The most serious issue at hand is the dangerous situation Democrats created in schools throughout our state by last year smuggling public safety language into an education omnibus bill. They changed state law to limit which trained skills school resource officers may deploy to de-escalate a volatile situation before someone gets hurt – or worse.

This resulted in the removal of school resource officers from schools throughout the state. Rather than fix it quick and easy with a repealer in a special session, the Democrats inexplicably delayed until this year, endangering students. To this day, the issue remains unresolved and legislative action is needed to restore an essential safety component in our schools.

Here is the full story you won't get in any media report, whether they haven't pieced together what is going on or don't have any desire to share it with you:

Despite even the Democrat House Speaker herself claiming to the media on Monday that our legislative work should take place in a non-partisan manner, the minority was completely shut out of discussions with stakeholders and had no role in the development of the Democrat "fix." The "fix" makes the problem significantly worse by temporarily reverting to a single use of force standard while empowering the activist POST board to conjure any policy they want to impose on SROs under threat of "licensing sanctions" and "injunctive relief."

The Democrat's "fix" takes the issue out of statute, out of the domain of the elected legislature, and places it in the domain of an unelected body appointed by the governor, creating more uncertainty and unlimited potential for disruption moving forward.

In other words, Democrats want to empower the POST board to impose model policy on SROs under threat of license sanction or injunctive action. They're stated reason is "we need uniformity,” but there was uniformity when all law enforcement officers were held to the reasonable use of force standard.

You could get uniformity easily by going back to that, which is what most people probably assume is meant by "fix." If you're "fix" doesn't achieve uniformity, what is the new unreasonable standard you anticipate the POST board enforcing?

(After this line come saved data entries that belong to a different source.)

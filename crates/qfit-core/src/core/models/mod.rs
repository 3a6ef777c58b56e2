//! # Core Models Module
//!
//! Data structures for the molecules handled by qFit-ligand: the receptor and
//! ligand structures read from PDB files and the indexed ligand view used by the
//! conformer builder.
//!
//! ## Key Components
//!
//! - [`atom`] - Atom records with coordinates, labels, occupancy and B-factor
//! - [`element`] - Chemical elements with scattering weights and radii
//! - [`structure`] - Atom collection with bonds, selections and bond inference
//! - [`ligand`] - A single ligand molecule in flat index space
//! - [`topology`] - Bond orders and bond records
//! - [`ids`] - Unique identifier types for atoms
//!
//! ## Usage
//!
//! ```ignore
//! use qfit::core::models::{ligand::Ligand, structure::Structure};
//!
//! let structure = PdbFile::read_from_path("ligand.pdb")?;
//! let ligand = Ligand::from_structure(&structure)?;
//! println!("{} atoms, {} bonds", ligand.len(), ligand.bonds().len());
//! ```

pub mod atom;
pub mod element;
pub mod ids;
pub mod ligand;
pub mod structure;
pub mod topology;
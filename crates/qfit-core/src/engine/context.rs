use super::clash::ClashFilter;
use super::config::BuildConfig;
use super::progress::ProgressReporter;
use super::scoring::DensityScorer;
use crate::core::topology::LigandTopology;

/// Read-only view shared by the build tasks.
#[derive(Clone, Copy)]
pub struct BuildContext<'a> {
    pub topology: &'a LigandTopology,
    pub scorer: &'a DensityScorer<'a>,
    pub clash_filter: &'a ClashFilter,
    pub config: &'a BuildConfig,
    pub reporter: &'a ProgressReporter<'a>,
}

impl<'a> BuildContext<'a> {
    pub fn new(
        topology: &'a LigandTopology,
        scorer: &'a DensityScorer<'a>,
        clash_filter: &'a ClashFilter,
        config: &'a BuildConfig,
        reporter: &'a ProgressReporter<'a>,
    ) -> Self {
        Self {
            topology,
            scorer,
            clash_filter,
            config,
            reporter,
        }
    }

    /// Atoms of the given fragments, concatenated.
    pub fn fragment_atoms(&self, fragments: &[usize]) -> Vec<usize> {
        fragments
            .iter()
            .flat_map(|&f| self.topology.fragments()[f].atoms.iter().copied())
            .collect()
    }
}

The Democrats are tipping their hand. They never intended to fix the problem. They're just trying to evade political accountability for its effect by passing the buck to the POST board. It couldn't be clearer the Democrat objective here is not getting SROs in schools. The objective is appearing to fix their mistake while preserving its debilitating effect through unaccountable means. We held out a slim hope that Democrats were serious about getting SROs back in schools. Their latest actions proved that hope in vain.

The tax hikes for housing grift

On a separate issue with a similarly cynical Democrat view toward Minnesotans, the DFL proposes raising the sales tax to fund housing projects. Here’s how their grift works: First, pluck at heartstrings by spotlighting people in crisis. Then propose a simplistic "solution" that won't actually help them but will certainly line the pockets of political allies. If all you care about is the number of people "housed" so you can look good politically, then that might qualify as success.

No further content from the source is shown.